**Problem requirements**.
Lines of the listing that contain "ErrorKind" need to be copied.

**Task data**.
*****
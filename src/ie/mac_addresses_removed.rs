//! MAC Addresses Removed Information Element
//!
//! The MAC Addresses Removed IE contains a list of MAC address values that have been removed
//! on an Ethernet PDU session. Per 3GPP TS 29.244 Section 8.2.104, this IE contains raw
//! 6-byte MAC address values (not MAC Address IEs).

use crate::ie::{Ie, IeType};
use std::io;

/// MAC Addresses Removed
///
/// Contains a list of raw MAC address values removed on an Ethernet PDU session.
///
/// # 3GPP Reference
/// 3GPP TS 29.244 Section 8.2.104
///
/// # Structure
/// - Octet 5: Number of MAC addresses (k)
/// - Octets 6 to 11: MAC address value 1 (6 bytes)
/// - Octets (o) to (o+5): MAC address value 2 (6 bytes)
/// - ... MAC address value k
///
/// Note: This IE contains raw 6-byte MAC address values, not MAC Address IEs.
///
/// # Examples
///
/// ```
/// use pfcp_core::ie::mac_addresses_removed::MacAddressesRemoved;
///
/// // Create with single MAC address
/// let mac1 = [0x00, 0x11, 0x22, 0x33, 0x44, 0x55];
/// let removed = MacAddressesRemoved::new(vec![mac1]).unwrap();
/// assert_eq!(removed.addresses().len(), 1);
///
/// // Create with multiple MAC addresses
/// let mac2 = [0xAA, 0xBB, 0xCC, 0xDD, 0xEE, 0xFF];
/// let removed2 = MacAddressesRemoved::new(vec![mac1, mac2]).unwrap();
/// assert_eq!(removed2.addresses().len(), 2);
///
/// // Marshal and unmarshal
/// let bytes = removed.marshal();
/// let parsed = MacAddressesRemoved::unmarshal(&bytes).unwrap();
/// assert_eq!(removed, parsed);
/// ```
#[derive(Debug, Clone, PartialEq, Eq)]
pub struct MacAddressesRemoved {
    /// List of removed MAC address values (6 bytes each)
    addresses: Vec<[u8; 6]>,
}

impl MacAddressesRemoved {
    /// Maximum number of MAC addresses (per spec)
    pub const MAX_ADDRESSES: usize = 255;

    /// Create new MAC Addresses Removed IE
    ///
    /// # Arguments
    /// * `addresses` - List of MAC addresses (max 255)
    ///
    /// # Errors
    /// Returns error if more than 255 addresses provided
    ///
    /// # Example
    /// ```
    /// use pfcp_core::ie::mac_addresses_removed::MacAddressesRemoved;
    ///
    /// let mac = [0x00, 0x11, 0x22, 0x33, 0x44, 0x55];
    /// let removed = MacAddressesRemoved::new(vec![mac]).unwrap();
    /// assert_eq!(removed.addresses().len(), 1);
    /// ```
    pub fn new(addresses: Vec<[u8; 6]>) -> Result<Self, io::Error> {
        if addresses.len() > Self::MAX_ADDRESSES {
            return Err(io::Error::new(
                io::ErrorKind::InvalidInput,
                format!(
                    "MAC Addresses Removed cannot contain more than {} addresses, got {}",
                    Self::MAX_ADDRESSES,
                    addresses.len()
                ),
            ));
        }
        Ok(MacAddressesRemoved { addresses })
    }

    /// Create empty MAC Addresses Removed IE
    ///
    /// # Example
    /// ```
    /// use pfcp_core::ie::mac_addresses_removed::MacAddressesRemoved;
    ///
    /// let removed = MacAddressesRemoved::empty();
    /// assert_eq!(removed.addresses().len(), 0);
    /// ```
    pub fn empty() -> Self {
        MacAddressesRemoved {
            addresses: Vec::new(),
        }
    }

    /// Get the list of removed MAC address values
    ///
    /// # Example
    /// ```
    /// use pfcp_core::ie::mac_addresses_removed::MacAddressesRemoved;
    ///
    /// let mac = [0x00, 0x11, 0x22, 0x33, 0x44, 0x55];
    /// let removed = MacAddressesRemoved::new(vec![mac]).unwrap();
    /// assert_eq!(removed.addresses()[0], mac);
    /// ```
    pub fn addresses(&self) -> &[[u8; 6]] {
        &self.addresses
    }

    /// Get the number of removed MAC addresses
    ///
    /// # Example
    /// ```
    /// use pfcp_core::ie::mac_addresses_removed::MacAddressesRemoved;
    ///
    /// let mac1 = [0x00, 0x11, 0x22, 0x33, 0x44, 0x55];
    /// let mac2 = [0xAA, 0xBB, 0xCC, 0xDD, 0xEE, 0xFF];
    /// let removed = MacAddressesRemoved::new(vec![mac1, mac2]).unwrap();
    /// assert_eq!(removed.count(), 2);
    /// ```
    pub fn count(&self) -> usize {
        self.addresses.len()
    }

    /// Marshal MAC Addresses Removed to bytes
    ///
    /// # Returns
    /// Vector with count byte followed by raw MAC address values (6 bytes each)
    pub fn marshal(&self) -> Vec<u8> {
        let mut bytes = Vec::with_capacity(1 + self.addresses.len() * 6);

        // Byte 0: Number of MAC addresses
        bytes.push(self.addresses.len() as u8);

        // Bytes 1+: MAC address values (6 bytes each)
        for mac in &self.addresses {
            bytes.extend_from_slice(mac);
        }

        bytes
    }

    /// Unmarshal MAC Addresses Removed from bytes
    ///
    /// # Arguments
    /// * `data` - Byte slice containing MAC addresses data
    ///
    /// # Errors
    /// Returns error if data is too short or malformed
    ///
    /// # Example
    /// ```
    /// use pfcp_core::ie::mac_addresses_removed::MacAddressesRemoved;
    ///
    /// let mac = [0x11, 0x22, 0x33, 0x44, 0x55, 0x66];
    /// let removed = MacAddressesRemoved::new(vec![mac]).unwrap();
    /// let bytes = removed.marshal();
    /// let parsed = MacAddressesRemoved::unmarshal(&bytes).unwrap();
    /// assert_eq!(removed, parsed);
    /// ```
    pub fn unmarshal(data: &[u8]) -> Result<Self, io::Error> {
        if data.is_empty() {
            return Err(io::Error::new(
                io::ErrorKind::InvalidData,
                "MAC Addresses Removed requires at least 1 byte for count",
            ));
        }

        let count = data[0] as usize;

        // Verify we have enough data for all MAC addresses
        let expected_len = 1 + count * 6;
        if data.len() < expected_len {
            return Err(io::Error::new(
                io::ErrorKind::InvalidData,
                format!(
                    "MAC Addresses Removed: expected {} bytes for {} addresses, got {}",
                    expected_len,
                    count,
                    data.len()
                ),
            ));
        }

        let mut addresses = Vec::with_capacity(count);
        let mut offset = 1;

        for i in 0..count {
            if offset + 6 > data.len() {
                return Err(io::Error::new(
                    io::ErrorKind::InvalidData,
                    format!(
                        "MAC Addresses Removed: incomplete MAC address {} at offset {}",
                        i, offset
                    ),
                ));
            }

            let mut mac = [0u8; 6];
            mac.copy_from_slice(&data[offset..offset + 6]);
            addresses.push(mac);
            offset += 6;
        }

        Ok(MacAddressesRemoved { addresses })
    }

    /// Convert to generic IE
    ///
    /// # Example
    /// ```
    /// use pfcp_core::ie::mac_addresses_removed::MacAddressesRemoved;
    /// use pfcp_core::ie::IeType;
    ///
    /// let mac = [0x00, 0x11, 0x22, 0x33, 0x44, 0x55];
    /// let removed = MacAddressesRemoved::new(vec![mac]).unwrap();
    /// let ie = removed.to_ie();
    /// assert_eq!(ie.ie_type, IeType::MacAddressesRemoved);
    /// ```
    pub fn to_ie(&self) -> Ie {
        Ie::new(IeType::MacAddressesRemoved, self.marshal())
    }
}

#[cfg(test)]
mod tests {
    use super::*;

    #[test]
    fn test_mac_addresses_removed_empty() {
        let removed = MacAddressesRemoved::empty();
        assert_eq!(removed.count(), 0);
        assert_eq!(removed.addresses().len(), 0);
    }

    #[test]
    fn test_mac_addresses_removed_single() {
        let mac = [0x00, 0x11, 0x22, 0x33, 0x44, 0x55];
        let removed = MacAddressesRemoved::new(vec![mac]).unwrap();
        assert_eq!(removed.count(), 1);
        assert_eq!(removed.addresses()[0], mac);
    }

    #[test]
    fn test_mac_addresses_removed_multiple() {
        let mac1 = [0x00, 0x11, 0x22, 0x33, 0x44, 0x55];
        let mac2 = [0xAA, 0xBB, 0xCC, 0xDD, 0xEE, 0xFF];
        let mac3 = [0x11, 0x22, 0x33, 0x44, 0x55, 0x66];

        let removed = MacAddressesRemoved::new(vec![mac1, mac2, mac3]).unwrap();
        assert_eq!(removed.count(), 3);
        assert_eq!(removed.addresses()[0], mac1);
        assert_eq!(removed.addresses()[1], mac2);
        assert_eq!(removed.addresses()[2], mac3);
    }

    #[test]
    fn test_mac_addresses_removed_too_many() {
        let addresses: Vec<[u8; 6]> = (0..=255).map(|i| [i as u8, 0, 0, 0, 0, 0]).collect();

        let result = MacAddressesRemoved::new(addresses);
        assert!(result.is_err());
        assert!(result
            .unwrap_err()
            .to_string()
            .contains("cannot contain more than 255"));
    }

    #[test]
    fn test_mac_addresses_removed_marshal_empty() {
        let removed = MacAddressesRemoved::empty();
        let bytes = removed.marshal();
        assert_eq!(bytes.len(), 1);
        assert_eq!(bytes[0], 0);
    }

    #[test]
    fn test_mac_addresses_removed_marshal_single() {
        let mac = [0x00, 0x11, 0x22, 0x33, 0x44, 0x55];
        let removed = MacAddressesRemoved::new(vec![mac]).unwrap();
        let bytes = removed.marshal();

        assert_eq!(bytes.len(), 7); // 1 byte count + 6 bytes MAC
        assert_eq!(bytes[0], 1); // Count
        assert_eq!(&bytes[1..7], &[0x00, 0x11, 0x22, 0x33, 0x44, 0x55]);
    }

    #[test]
    fn test_mac_addresses_removed_marshal_multiple() {
        let mac1 = [0x00, 0x11, 0x22, 0x33, 0x44, 0x55];
        let mac2 = [0xAA, 0xBB, 0xCC, 0xDD, 0xEE, 0xFF];

        let removed = MacAddressesRemoved::new(vec![mac1, mac2]).unwrap();
        let bytes = removed.marshal();

        assert_eq!(bytes.len(), 13); // 1 byte count + 12 bytes (2 MACs)
        assert_eq!(bytes[0], 2); // Count
        assert_eq!(&bytes[1..7], &[0x00, 0x11, 0x22, 0x33, 0x44, 0x55]);
        assert_eq!(&bytes[7..13], &[0xAA, 0xBB, 0xCC, 0xDD, 0xEE, 0xFF]);
    }

    #[test]
    fn test_mac_addresses_removed_unmarshal_empty() {
        let data = [0x00]; // Count = 0
        let removed = MacAddressesRemoved::unmarshal(&data).unwrap();
        assert_eq!(removed.count(), 0);
    }

    #[test]
    fn test_mac_addresses_removed_unmarshal_single() {
        let data = [0x01, 0x00, 0x11, 0x22, 0x33, 0x44, 0x55];
        let removed = MacAddressesRemoved::unmarshal(&data).unwrap();
        assert_eq!(removed.count(), 1);
        assert_eq!(removed.addresses()[0], [0x00, 0x11, 0x22, 0x33, 0x44, 0x55]);
    }

    #[test]
    fn test_mac_addresses_removed_unmarshal_multiple() {
        let data = [
            0x02, // Count = 2
            0x00, 0x11, 0x22, 0x33, 0x44, 0x55, // MAC 1
            0xAA, 0xBB, 0xCC, 0xDD, 0xEE, 0xFF, // MAC 2
        ];
        let removed = MacAddressesRemoved::unmarshal(&data).unwrap();
        assert_eq!(removed.count(), 2);
        assert_eq!(removed.addresses()[0], [0x00, 0x11, 0x22, 0x33, 0x44, 0x55]);
        assert_eq!(removed.addresses()[1], [0xAA, 0xBB, 0xCC, 0xDD, 0xEE, 0xFF]);
    }

    #[test]
    fn test_mac_addresses_removed_unmarshal_no_data() {
        let result = MacAddressesRemoved::unmarshal(&[]);
        assert!(result.is_err());
        assert!(result.unwrap_err().to_string().contains("at least 1 byte"));
    }

    #[test]
    fn test_mac_addresses_removed_unmarshal_incomplete() {
        let data = [0x02, 0x00, 0x11, 0x22]; // Says 2 MACs but only partial data
        let result = MacAddressesRemoved::unmarshal(&data);
        assert!(result.is_err());
    }

    #[test]
    fn test_mac_addresses_removed_round_trip() {
        let test_cases = vec![
            vec![],
            vec![[0x00, 0x11, 0x22, 0x33, 0x44, 0x55]],
            vec![
                [0x00, 0x11, 0x22, 0x33, 0x44, 0x55],
                [0xAA, 0xBB, 0xCC, 0xDD, 0xEE, 0xFF],
            ],
            vec![
                [0x11, 0x22, 0x33, 0x44, 0x55, 0x66],
                [0x77, 0x88, 0x99, 0xAA, 0xBB, 0xCC],
                [0xDD, 0xEE, 0xFF, 0x00, 0x11, 0x22],
            ],
        ];

        for addresses in test_cases {
            let original = MacAddressesRemoved::new(addresses.clone()).unwrap();
            let marshaled = original.marshal();
            let unmarshaled = MacAddressesRemoved::unmarshal(&marshaled).unwrap();
            assert_eq!(
                original,
                unmarshaled,
                "Failed for {} addresses",
                addresses.len()
            );
        }
    }

    #[test]
    fn test_mac_addresses_removed_to_ie() {
        let mac = [0x00, 0x11, 0x22, 0x33, 0x44, 0x55];
        let removed = MacAddressesRemoved::new(vec![mac]).unwrap();
        let ie = removed.to_ie();

        assert_eq!(ie.ie_type, IeType::MacAddressesRemoved);
        assert_eq!(ie.payload.len(), 7);

        // Verify IE can be unmarshaled
        let parsed = MacAddressesRemoved::unmarshal(&ie.payload).unwrap();
        assert_eq!(removed, parsed);
    }

    #[test]
    fn test_mac_addresses_removed_scenarios() {
        // Scenario 1: Single device removed
        let device1 = [0x00, 0x1A, 0x2B, 0x3C, 0x4D, 0x5E];
        let removed1 = MacAddressesRemoved::new(vec![device1]).unwrap();
        assert_eq!(removed1.count(), 1);

        // Scenario 2: Multiple devices on network segment
        let devices = vec![
            [0x00, 0x1A, 0x2B, 0x3C, 0x4D, 0x5E],
            [0x00, 0x1B, 0x44, 0x11, 0x3A, 0x2F],
            [0x00, 0x50, 0x56, 0xC0, 0x00, 0x01],
        ];
        let removed2 = MacAddressesRemoved::new(devices).unwrap();
        assert_eq!(removed2.count(), 3);

        // Scenario 3: No devices removed yet
        let removed3 = MacAddressesRemoved::empty();
        assert_eq!(removed3.count(), 0);
    }
}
*****
**Answer space**.
                io::ErrorKind::InvalidInput,
                io::ErrorKind::InvalidData,
                io::ErrorKind::InvalidData,
                    io::ErrorKind::InvalidData,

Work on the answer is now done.